Most patients had at least one laboratory abnormality, most of whom were grade 1 or 2 in severity (Supporting Table S2). Overall, the most common grade 3 or 4 laboratory abnormalities were elevated liver biochemistry results, specifically, elevated AST (13.5%, 7 of 52), ALT (9.6%, 5 of 52), and ALP (7.7%, 4 of 52). A similar proportion of patients met prespecified criteria for withholding of study medication due to abnormal liver biochemistry: cilofexor 100 mg, 9.1% (2 of 22); cilofexor 30 mg, 5.0% (1 of 20); and placebo, 10.0% (1 of 10). Changes in serum total cholesterol, LDL‐C, and triglycerides did not differ between cilofexor‐treated and placebo‐treated patients (Table 2).

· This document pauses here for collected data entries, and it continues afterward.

//! Subscription registry and control frames
//!
//! The registry is the authoritative set of symbols the live connection
//! should be receiving. Each add/remove batch yields at most one control
//! frame naming only the symbols whose membership actually changed.

use crate::error::FeedError;
use crate::telemetry::{self, GaugeMetric};
use parking_lot::RwLock;
use serde::Serialize;
use std::collections::BTreeSet;
use std::sync::atomic::{AtomicU64, Ordering};

/// Stream suffix for the 24h mini-ticker channel
const MINI_TICKER_SUFFIX: &str = "@miniTicker";

/// Binance stream name for a symbol, e.g. BTCUSDT -> btcusdt@miniTicker
pub fn stream_name(symbol: &str) -> String {
    format!("{}{}", symbol.to_lowercase(), MINI_TICKER_SUFFIX)
}

/// Control frame method
#[derive(Debug, Clone, Copy, PartialEq, Eq, Serialize)]
#[serde(rename_all = "UPPERCASE")]
pub enum ControlMethod {
    Subscribe,
    Unsubscribe,
}

/// Outbound `{method, params, id}` frame
#[derive(Debug, Clone, PartialEq, Eq, Serialize)]
pub struct ControlFrame {
    pub method: ControlMethod,
    /// Stream names, one per symbol
    pub params: Vec<String>,
    pub id: u64,
}

impl ControlFrame {
    pub fn to_json(&self) -> Result<String, FeedError> {
        Ok(serde_json::to_string(self)?)
    }
}

/// Symbols subscribed on the live connection
#[derive(Debug)]
pub struct SubscriptionRegistry {
    symbols: RwLock<BTreeSet<String>>,
    next_id: AtomicU64,
}

impl Default for SubscriptionRegistry {
    fn default() -> Self {
        Self::new()
    }
}

impl SubscriptionRegistry {
    pub fn new() -> Self {
        Self {
            symbols: RwLock::new(BTreeSet::new()),
            next_id: AtomicU64::new(1),
        }
    }

    /// Add one symbol
    pub fn add(&self, symbol: &str) -> Option<ControlFrame> {
        self.add_many([symbol])
    }

    /// Add symbols; returns a SUBSCRIBE frame for the newly added ones, or
    /// `None` when every symbol was already present.
    pub fn add_many<I, S>(&self, symbols: I) -> Option<ControlFrame>
    where
        I: IntoIterator<Item = S>,
        S: AsRef<str>,
    {
        let added: Vec<String> = {
            let mut set = self.symbols.write();
            let added = symbols
                .into_iter()
                .map(|s| s.as_ref().to_uppercase())
                .filter(|s| set.insert(s.clone()))
                .collect();
            telemetry::set_gauge(GaugeMetric::SubscribedSymbols, set.len() as f64);
            added
        };
        self.frame(ControlMethod::Subscribe, &added)
    }

    /// Remove one symbol
    pub fn remove(&self, symbol: &str) -> Option<ControlFrame> {
        self.remove_many([symbol])
    }

    /// Remove symbols; returns an UNSUBSCRIBE frame for the ones that were
    /// present, or `None` when none were.
    pub fn remove_many<I, S>(&self, symbols: I) -> Option<ControlFrame>
    where
        I: IntoIterator<Item = S>,
        S: AsRef<str>,
    {
        let removed: Vec<String> = {
            let mut set = self.symbols.write();
            let removed = symbols
                .into_iter()
                .map(|s| s.as_ref().to_uppercase())
                .filter(|s| set.remove(s))
                .collect();
            telemetry::set_gauge(GaugeMetric::SubscribedSymbols, set.len() as f64);
            removed
        };
        self.frame(ControlMethod::Unsubscribe, &removed)
    }

    /// Current set, sorted
    pub fn snapshot(&self) -> Vec<String> {
        self.symbols.read().iter().cloned().collect()
    }

    /// One SUBSCRIBE frame naming the whole set, for replay after a reconnect
    pub fn resubscribe_frame(&self) -> Option<ControlFrame> {
        let snapshot = self.snapshot();
        self.frame(ControlMethod::Subscribe, &snapshot)
    }

    pub fn contains(&self, symbol: &str) -> bool {
        self.symbols.read().contains(&symbol.to_uppercase())
    }

    pub fn len(&self) -> usize {
        self.symbols.read().len()
    }

    pub fn is_empty(&self) -> bool {
        self.symbols.read().is_empty()
    }

    fn frame(&self, method: ControlMethod, symbols: &[String]) -> Option<ControlFrame> {
        if symbols.is_empty() {
            return None;
        }
        Some(ControlFrame {
            method,
            params: symbols.iter().map(|s| stream_name(s)).collect(),
            id: self.next_id.fetch_add(1, Ordering::Relaxed),
        })
    }
}
//! Bounded retry counter shared by baseline retries and reconnects

use std::sync::atomic::{AtomicU32, Ordering};

/// Counts retry attempts for one operation class.
///
/// The count never exceeds `max` and never goes below zero. It is reset on
/// success by the owner.
#[derive(Debug)]
pub struct RetryCounter {
    count: AtomicU32,
    max: u32,
}

impl RetryCounter {
    /// Create a counter capped at `max` attempts
    pub fn new(max: u32) -> Self {
        Self {
            count: AtomicU32::new(0),
            max,
        }
    }

    /// Claim the next attempt.
    ///
    /// Returns the 1-based attempt number, or `None` once the cap is reached.
    pub fn try_increment(&self) -> Option<u32> {
        self.count
            .fetch_update(Ordering::AcqRel, Ordering::Acquire, |n| {
                (n < self.max).then_some(n + 1)
            })
            .ok()
            .map(|prev| prev + 1)
    }

    /// Reset after a successful operation
    pub fn reset(&self) {
        self.count.store(0, Ordering::Release);
    }

    /// Attempts used so far
    pub fn get(&self) -> u32 {
        self.count.load(Ordering::Acquire)
    }

    /// Configured cap
    pub fn max(&self) -> u32 {
        self.max
    }

    /// Whether no further attempt can be claimed
    pub fn is_exhausted(&self) -> bool {
        self.get() >= self.max
    }
}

However, a median relative reduction in HDL‐C of 10.8% was observed in the cilofexor 100 mg group compared with an increase of 15.5% in the placebo group (P = 0.040).
Discussion
In this double‐blind, placebo‐controlled, randomized study in patients without cirrhosis with large‐duct PSC, the nonsteroidal FXR agonist cilofexor was safe, well tolerated, and improved biochemical markers of cholestasis and inflammation. The main findings of this study included significant dose‐dependent reductions in serum concentrations of ALP, GGT, ALT, and AST within 12 weeks of treatment with cilofexor compared with placebo. The effects on ALP were independent of UDCA use, present in nearly half of the included patients. These data confirm that the mechanism of action of cilofexor is distinct from that of UDCA, which does not have relevant FXR agonistic activity. In this regard, the 100‐mg dose of cilofexor led to reductions in serum C4 and plasma bile acids, but did not alter bile acid composition, which is consistent with inhibition of bile acid biosynthesis through suppression of CYP7A1 activity. However, fasting plasma levels of FGF19 did not increase at this dose, as would have been expected due to activation of intestinal FXR. This finding is due to our assessment of FGF19 in the predose, fasted state. Indeed, data from healthy volunteers has confirmed a rapid, dose‐dependent increase in FGF19 levels when measured serially following cilofexor administration.18 Interestingly, a recent study that included healthy volunteers administered a different nonsteroidal FXR agonist (Px‐102), suggesting that these compounds may reduce bile acid synthesis independent of FGF19 production.19 Finally, although changes in liver stiffness by FibroScan and ELF scores were not observed, patients treated with cilofexor 100 mg had a trend toward reduced serum levels of the pro‐fibrogenic cytokine TIMP‐1, suggesting a potential antifibrotic effect of this treatment. Future trials of longer duration with liver histology will be necessary to confirm this finding.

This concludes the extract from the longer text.